People must avoid sugary foods. The best measure of distinguishing good and bad carbohydrates is by determining the Glycemic Load (GL). It measures the amount of insulin released by the body for some food quantity. Ensure that you get your carbs from non-starchy vegetables e.g., leafy greens and nuts. People on Targeted Ketogenic Diet can eat foods with high GL. 

If you go for a workout, consider taking 20-25 grams of carbohydrates to enhance your performance. People use different forms of carbs before a workout. The most recommended types of carbohydrates to use before a workout are: bagels, Sweet Tarts, glucose polymers, and food bars to enhance their performance.

Total Carbs vs. Net Carbs

The body does not have enzymes to digest all the fiber to derive calories form it. The effects of fiber on blood sugar and ketosis are not significant. Net carbs represent the derived carbohydrates values without including fiber. You can consist of net carbs in your diet as they reduce the impact of high-fiber foods like nuts. The misconception that fiber does not negate carbs is wrong. Fiber is not counted.

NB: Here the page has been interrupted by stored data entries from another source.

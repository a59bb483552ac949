//! Engine error types.
//!
//! Steady-state conditions (no matches, invalidated hits, budget reached)
//! are data, not errors; the only error path is malformed input rejected at
//! the `run` boundary.

use thiserror::Error;

/// Result type for engine operations.
pub type EngineResult<T> = Result<T, EngineError>;

/// Errors that can occur when starting a run.
#[derive(Debug, Error)]
pub enum EngineError {
    #[error("Rule {rule_index} has an empty left-hand side")]
    EmptyLeftHandSide { rule_index: usize },

    #[error("Rule {rule_index} anchors on a zero-arity pattern")]
    ZeroArityAnchor { rule_index: usize },
}

impl EngineError {
    pub fn empty_left_hand_side(rule_index: usize) -> Self {
        Self::EmptyLeftHandSide { rule_index }
    }

    pub fn zero_arity_anchor(rule_index: usize) -> Self {
        Self::ZeroArityAnchor { rule_index }
    }
}
//! Merge rules: defaults, override order, conflict handling.

use crate::publish::DEFAULT_PUBLISH_TIMEOUT;
use crate::store::{DEFAULT_ENDPOINT, DEFAULT_REQUEST_TIMEOUT};
use config::Config;
use config::ConfigBuilder;
use config::ConfigError;

/// Create a Config builder with merge policy defaults applied.
pub fn builder_with_defaults() -> Result<ConfigBuilder<config::builder::DefaultState>, ConfigError>
{
    Config::builder()
        .set_default("store.endpoint", DEFAULT_ENDPOINT)?
        .set_default(
            "store.request_timeout_secs",
            DEFAULT_REQUEST_TIMEOUT.as_secs() as i64,
        )?
        .set_default("publish.timeout_secs", DEFAULT_PUBLISH_TIMEOUT.as_secs() as i64)
}
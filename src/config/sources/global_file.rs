//! User config file source: $XDG_CONFIG_HOME/etcdextract/config.toml

use config::builder::DefaultState;
use config::ConfigBuilder;
use config::File;
use directories::ProjectDirs;
use std::path::{Path, PathBuf};
use tracing::debug;

/// Path to the user config file, if a home directory can be resolved.
pub fn user_config_path() -> Option<PathBuf> {
    ProjectDirs::from("", "", "etcdextract").map(|dirs| dirs.config_dir().join("config.toml"))
}

/// Add the user config file to the builder when it exists.
pub fn add_to_builder(
    builder: ConfigBuilder<DefaultState>,
    path: Option<&Path>,
) -> ConfigBuilder<DefaultState> {
    match path {
        Some(path) if path.exists() => {
            debug!(config_path = %path.display(), "Loading user configuration");
            builder.add_source(File::from(path).required(false))
        }
        _ => builder,
    }
}
//! Tests that drive the compiled binary.

use super::test_utils::{FakeEtcd, FakeProxy};
use etcdextract::store::RemoteNode;
use std::process::{Command, Stdio};
use std::thread;
use std::time::{Duration, Instant};

const PROXY_VARS: [&str; 8] = [
    "HTTP_PROXY",
    "http_proxy",
    "HTTPS_PROXY",
    "https_proxy",
    "ALL_PROXY",
    "all_proxy",
    "NO_PROXY",
    "no_proxy",
];

fn bin() -> Command {
    let mut command = Command::new(env!("CARGO_BIN_EXE_etcdextract"));
    command
        .env_remove("ETCDEXTRACT_LOG")
        .env("XDG_CONFIG_HOME", std::env::temp_dir().join("etcdextract-tests-no-config"));
    for var in PROXY_VARS {
        command.env_remove(var);
    }
    command
}

#[test]
fn test_wrong_argument_count_exits_with_usage() {
    let output = bin().arg("/a").arg("5").output().unwrap();
    assert_eq!(output.status.code(), Some(2));
    let stderr = String::from_utf8_lossy(&output.stderr);
    assert!(stderr.contains("Usage"), "stderr={}", stderr);
}

#[test]
fn test_non_integer_interval_exits_before_any_cycle() {
    let output = bin().args(["/a", "often", "stdout://"]).output().unwrap();
    assert_eq!(output.status.code(), Some(2));
    assert!(output.stdout.is_empty());
}

#[test]
fn test_invalid_destination_exits_with_error() {
    let output = bin().args(["/a", "1", "ftp://example.com"]).output().unwrap();
    assert_eq!(output.status.code(), Some(1));
    let stderr = String::from_utf8_lossy(&output.stderr);
    assert!(stderr.contains("Invalid destination"), "stderr={}", stderr);
}

#[cfg(unix)]
#[test]
fn test_terminate_signal_sets_exit_status() {
    let etcd = FakeEtcd::start(vec![RemoteNode::leaf("/x", "v")]);
    let child = bin()
        .args(["-e", &etcd.endpoint, "/x", "60", "stdout://"])
        .stdout(Stdio::piped())
        .stderr(Stdio::piped())
        .spawn()
        .unwrap();

    thread::sleep(Duration::from_millis(1500));
    let status = Command::new("kill")
        .args(["-TERM", &child.id().to_string()])
        .status()
        .unwrap();
    assert!(status.success());

    let output = child.wait_with_output().unwrap();
    assert_eq!(output.status.code(), Some(143));

    let stdout = String::from_utf8_lossy(&output.stdout);
    assert!(stdout.contains("\"data\": {\n    \"x\": \"v\"\n  }"), "stdout={}", stdout);
}

#[test]
fn test_http_traffic_honours_proxy_environment() {
    let proxy = FakeProxy::start(RemoteNode::leaf("/x", "v"));
    let mut child = bin()
        .env("HTTP_PROXY", &proxy.url)
        .env("http_proxy", &proxy.url)
        .args([
            "-e",
            "http://etcd.invalid:2379",
            "/x",
            "60",
            "http://sink.invalid/snapshots",
        ])
        .stdout(Stdio::null())
        .stderr(Stdio::null())
        .spawn()
        .unwrap();

    let started = Instant::now();
    let posted = loop {
        let posted = proxy
            .requests
            .lock()
            .iter()
            .any(|line| line.starts_with("POST "));
        if posted || started.elapsed() > Duration::from_secs(10) {
            break posted;
        }
        thread::sleep(Duration::from_millis(50));
    };
    child.kill().unwrap();
    let _ = child.wait();

    assert!(posted, "requests={:?}", proxy.requests.lock());
    let requests = proxy.requests.lock();
    assert!(requests
        .iter()
        .any(|line| line.starts_with("GET http://etcd.invalid:2379/v2/keys/x")));
    assert!(requests
        .iter()
        .any(|line| line == "POST http://sink.invalid/snapshots"));
}
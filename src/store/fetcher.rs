//! Deadline-bounded root reads.

use super::{GetOptions, KeyStore, RemoteNode, DEFAULT_REQUEST_TIMEOUT};
use crate::error::StoreError;
use std::sync::Arc;
use std::time::Duration;
use tracing::debug;

/// Reads one root subtree per call, never waiting longer than `deadline`.
pub struct RootFetcher {
    store: Arc<dyn KeyStore>,
    deadline: Duration,
}

impl RootFetcher {
    pub fn new(store: Arc<dyn KeyStore>) -> Self {
        Self::with_deadline(store, DEFAULT_REQUEST_TIMEOUT)
    }

    pub fn with_deadline(store: Arc<dyn KeyStore>, deadline: Duration) -> Self {
        Self { store, deadline }
    }

    pub fn endpoint(&self) -> &str {
        self.store.endpoint()
    }

    /// Recursively read `root`. No retry; a failure is reported to the caller.
    pub async fn fetch(&self, root: &str) -> Result<RemoteNode, StoreError> {
        let options = GetOptions {
            recursive: true,
            deadline: self.deadline,
        };
        let node = tokio::time::timeout(self.deadline, self.store.get(root, options))
            .await
            .map_err(|_| StoreError::Timeout(self.deadline))??;

        debug!(root, leaves = node.leaf_count(), "Fetched root");
        Ok(node)
    }
}
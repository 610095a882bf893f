//! etcdextract: Periodic etcd Snapshots
//!
//! Reads one or more etcd subtrees on a fixed interval, folds their flat key
//! listings into a single nested document and publishes it as a timestamped
//! JSON envelope, either to the console or to an HTTP endpoint.

pub mod cli;
pub mod config;
pub mod document;
pub mod error;
pub mod logging;
pub mod merge;
pub mod publish;
pub mod scheduler;
pub mod shutdown;
pub mod store;
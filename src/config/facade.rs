//! ConfigLoader facade over the layered sources.

use super::merge_policy;
use super::sources::{environment, global_file};
use super::ExtractConfig;
use config::{ConfigError, File};
use std::collections::HashMap;
use std::path::Path;

/// Configuration loader facade.
pub struct ConfigLoader;

impl ConfigLoader {
    /// Load configuration from the user file, an optional explicit file and
    /// the process environment.
    ///
    /// Precedence: defaults (lowest) -> user file -> explicit file -> environment (highest).
    pub fn load(explicit: Option<&Path>) -> Result<ExtractConfig, ConfigError> {
        let user_file = global_file::user_config_path();
        Self::load_from(user_file.as_deref(), explicit, None)
    }

    /// Load with every source spelled out. `env` replaces the process
    /// environment when given.
    pub fn load_from(
        user_file: Option<&Path>,
        explicit: Option<&Path>,
        env: Option<HashMap<String, String>>,
    ) -> Result<ExtractConfig, ConfigError> {
        let builder = merge_policy::builder_with_defaults()?;
        let builder = global_file::add_to_builder(builder, user_file);
        let builder = match explicit {
            Some(path) => builder.add_source(File::from(path).required(true)),
            None => builder,
        };
        let builder = environment::add_to_builder(builder, env);

        builder.build()?.try_deserialize()
    }
}
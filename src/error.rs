//! Error types for the etcd extraction pipeline.

use std::time::Duration;
use thiserror::Error;

/// Store read errors. Always recoverable: the root is skipped for the cycle.
#[derive(Debug, Error)]
pub enum StoreError {
    #[error("Invalid store endpoint: {0}")]
    InvalidEndpoint(String),

    #[error("Store request timed out after {0:?}")]
    Timeout(Duration),

    #[error("Store connection error: {0}")]
    Connection(String),

    #[error("Store request failed: {0}")]
    Transport(String),

    #[error("Store error {code}: {message} ({cause})")]
    Api {
        code: u32,
        message: String,
        cause: String,
    },

    #[error("Unexpected store response (HTTP {status}): {body}")]
    UnexpectedResponse { status: u16, body: String },

    #[error("Failed to decode store response: {0}")]
    Decode(String),
}

/// Publication errors that cannot be contained within a cycle.
#[derive(Debug, Error)]
pub enum PublishError {
    #[error("Failed to serialize snapshot: {0}")]
    Serialize(#[from] serde_json::Error),

    #[error("Failed to create HTTP client: {0}")]
    Client(String),
}

/// Top-level errors for startup and the scheduler loop.
#[derive(Debug, Error)]
pub enum ExtractError {
    #[error("Configuration error: {0}")]
    ConfigError(String),

    #[error("Invalid destination: {0}")]
    InvalidDestination(String),

    #[error("Store error: {0}")]
    Store(#[from] StoreError),

    #[error("Publish error: {0}")]
    Publish(#[from] PublishError),

    #[error("Logging setup failed: {0}")]
    Logging(String),
}

impl From<config::ConfigError> for ExtractError {
    fn from(err: config::ConfigError) -> Self {
        ExtractError::ConfigError(err.to_string())
    }
}

impl StoreError {
    /// Map a reqwest failure onto the store error taxonomy.
    pub(crate) fn from_http(error: reqwest::Error, deadline: Duration) -> Self {
        if error.is_timeout() {
            StoreError::Timeout(deadline)
        } else if error.is_connect() {
            StoreError::Connection(error.to_string())
        } else if error.is_decode() {
            StoreError::Decode(error.to_string())
        } else {
            StoreError::Transport(error.to_string())
        }
    }
}
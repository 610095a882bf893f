//! Store entries as returned by a recursive read.

use serde::{Deserialize, Serialize};

fn root_key() -> String {
    "/".to_string()
}

/// One entry of the store: a directory with children, or a leaf with a value.
///
/// Field names follow the etcd v2 wire format. The store root is sent without
/// a `key` and decodes as `/`.
#[derive(Debug, Clone, PartialEq, Eq, Serialize, Deserialize)]
pub struct RemoteNode {
    #[serde(rename = "key", default = "root_key")]
    pub path: String,

    #[serde(rename = "dir", default)]
    pub is_directory: bool,

    #[serde(default, skip_serializing_if = "Option::is_none")]
    pub value: Option<String>,

    #[serde(rename = "nodes", default, skip_serializing_if = "Vec::is_empty")]
    pub children: Vec<RemoteNode>,
}

impl RemoteNode {
    pub fn leaf(path: impl Into<String>, value: impl Into<String>) -> Self {
        Self {
            path: path.into(),
            is_directory: false,
            value: Some(value.into()),
            children: Vec::new(),
        }
    }

    pub fn directory(path: impl Into<String>, children: Vec<RemoteNode>) -> Self {
        Self {
            path: path.into(),
            is_directory: true,
            value: None,
            children,
        }
    }

    /// Number of leaves in this subtree.
    pub fn leaf_count(&self) -> usize {
        if self.is_directory {
            self.children.iter().map(RemoteNode::leaf_count).sum()
        } else {
            1
        }
    }
}
//! etcdextract CLI Binary
//!
//! Command-line entry point: resolves configuration, initializes logging and
//! runs the extraction loop until a termination signal arrives.

use clap::Parser;
use etcdextract::cli::{map_error, resolve_config, Cli, RunContext};
use etcdextract::config::ExtractConfig;
use etcdextract::logging::{init_logging, LoggingConfig};
use etcdextract::scheduler::Scheduler;
use etcdextract::shutdown::wait_for_signal;
use std::process;
use tracing::instrument::WithSubscriber;
use tracing::{error, info};

fn main() {
    let cli = Cli::parse();

    let config = match resolve_config(&cli) {
        Ok(config) => config,
        Err(e) => {
            eprintln!("{}", map_error(&e));
            process::exit(1);
        }
    };

    let logging_config = build_logging_config(&cli, &config);
    let dispatch = match init_logging(&logging_config) {
        Ok(dispatch) => dispatch,
        Err(e) => {
            eprintln!("Failed to initialize logging: {}", e);
            process::exit(1);
        }
    };

    let context = match RunContext::new(&cli, &config) {
        Ok(ctx) => ctx,
        Err(e) => {
            tracing::dispatcher::with_default(&dispatch, || {
                error!(error = %e, "Error initializing extraction pipeline");
            });
            eprintln!("{}", map_error(&e));
            process::exit(1);
        }
    };

    let runtime = match tokio::runtime::Builder::new_current_thread()
        .enable_all()
        .build()
    {
        Ok(runtime) => runtime,
        Err(e) => {
            eprintln!("Failed to start async runtime: {}", e);
            process::exit(1);
        }
    };

    let code = runtime.block_on(run(context.into_scheduler()).with_subscriber(dispatch));
    process::exit(code);
}

/// Run the loop and map how it ended to a process exit status.
async fn run(mut scheduler: Scheduler) -> i32 {
    info!("etcdextract starting");

    let shutdown = async {
        match wait_for_signal().await {
            Ok(termination) => termination,
            Err(e) => {
                error!(error = %e, "Cannot install signal handlers");
                std::future::pending().await
            }
        }
    };

    match scheduler.run(shutdown).await {
        Ok(termination) => {
            error!(signal = %termination, "Signal received");
            termination.exit_code()
        }
        Err(e) => {
            error!(error = %e, "Extraction stopped");
            eprintln!("{}", map_error(&e));
            1
        }
    }
}

/// Build logging configuration from the config file and CLI flags.
/// Precedence: CLI flags override config file override defaults.
fn build_logging_config(cli: &Cli, config: &ExtractConfig) -> LoggingConfig {
    let mut logging = config.logging.clone();

    if cli.verbose {
        logging.level = "debug".to_string();
    }
    if let Some(ref level) = cli.log_level {
        logging.level = level.clone();
    }
    if let Some(ref format) = cli.log_format {
        logging.format = format.clone();
    }

    logging
}
//! Configuration sources, lowest precedence first.

pub mod environment;
pub mod global_file;
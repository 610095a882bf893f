//! CLI domain: argument parsing, config resolution and pipeline wiring.

mod output;
mod parse;
mod route;

pub use output::map_error;
pub use parse::Cli;
pub use route::{resolve_config, RunContext};
//! CLI route: resolve configuration and wire the extraction pipeline.

use crate::cli::parse::Cli;
use crate::config::{ConfigLoader, ExtractConfig};
use crate::error::ExtractError;
use crate::publish::{Destination, SnapshotPublisher};
use crate::scheduler::Scheduler;
use crate::store::{EtcdClient, RootFetcher};
use std::sync::Arc;
use std::time::Duration;

/// Load layered configuration and apply CLI overrides (highest priority).
pub fn resolve_config(cli: &Cli) -> Result<ExtractConfig, ExtractError> {
    let mut config = ConfigLoader::load(cli.config.as_deref())?;

    if let Some(ref endpoint) = cli.endpoint {
        config.store.endpoint = endpoint.clone();
    }
    if let Some(timeout) = cli.request_timeout {
        config.store.request_timeout_secs = timeout;
    }

    config.validate()?;
    Ok(config)
}

/// Everything a run needs, built once at startup.
pub struct RunContext {
    scheduler: Scheduler,
}

impl RunContext {
    /// Build the store client, fetcher, publisher and scheduler. Fails on any
    /// configuration problem so no cycle starts with a broken setup.
    pub fn new(cli: &Cli, config: &ExtractConfig) -> Result<Self, ExtractError> {
        let roots = cli.root_list();
        if roots.is_empty() {
            return Err(ExtractError::ConfigError(
                "DOC_ROOTS must name at least one root".to_string(),
            ));
        }

        let destination = Destination::parse(&cli.url)?;
        let store = EtcdClient::new(&config.store.endpoint, config.store.request_timeout())?;
        let fetcher = RootFetcher::with_deadline(Arc::new(store), config.store.request_timeout());
        let publisher = SnapshotPublisher::new(destination, config.publish.timeout())?;

        Ok(Self {
            scheduler: Scheduler::new(
                roots,
                Duration::from_secs(cli.interval),
                fetcher,
                publisher,
            ),
        })
    }

    pub fn scheduler(&self) -> &Scheduler {
        &self.scheduler
    }

    pub fn into_scheduler(self) -> Scheduler {
        self.scheduler
    }
}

Food labeling in some countries uses total carbs. It means they include fiber in the carb ratio. You can calculate the value of net carbs by subtracting fiber from total carbs. This is indirect labeling. For direct labeling, the actual value of net carbs is indicated on the food package. Find more on total vs. net carbs here.


  • Value of total carbs can never be lower than fiber
  • (Total carbs – fiber) can never be less than sugar
  • Total kcal = calories from (protein + fat  + carbs)

How Many Carbs per Meal  Do You Need to Avoid Blood Sugar Spikes 

Everyone reacts differently to the number of carbs in a meal. Self-monitoring is the way to evaluate for yourself. Feeling sleepy after a meal indicates effects of taking excess carbs. The blood sugar levels and insulin get elevated. The bad thing about elevated blood sugar level is that you will fall hungry faster and eat more than the usual. Some people can’t take more than 10 grams net carbs while some experience no effects even after taking 50 grams net carbs. Sleepiness, after eating, indicates blood sugar spikes.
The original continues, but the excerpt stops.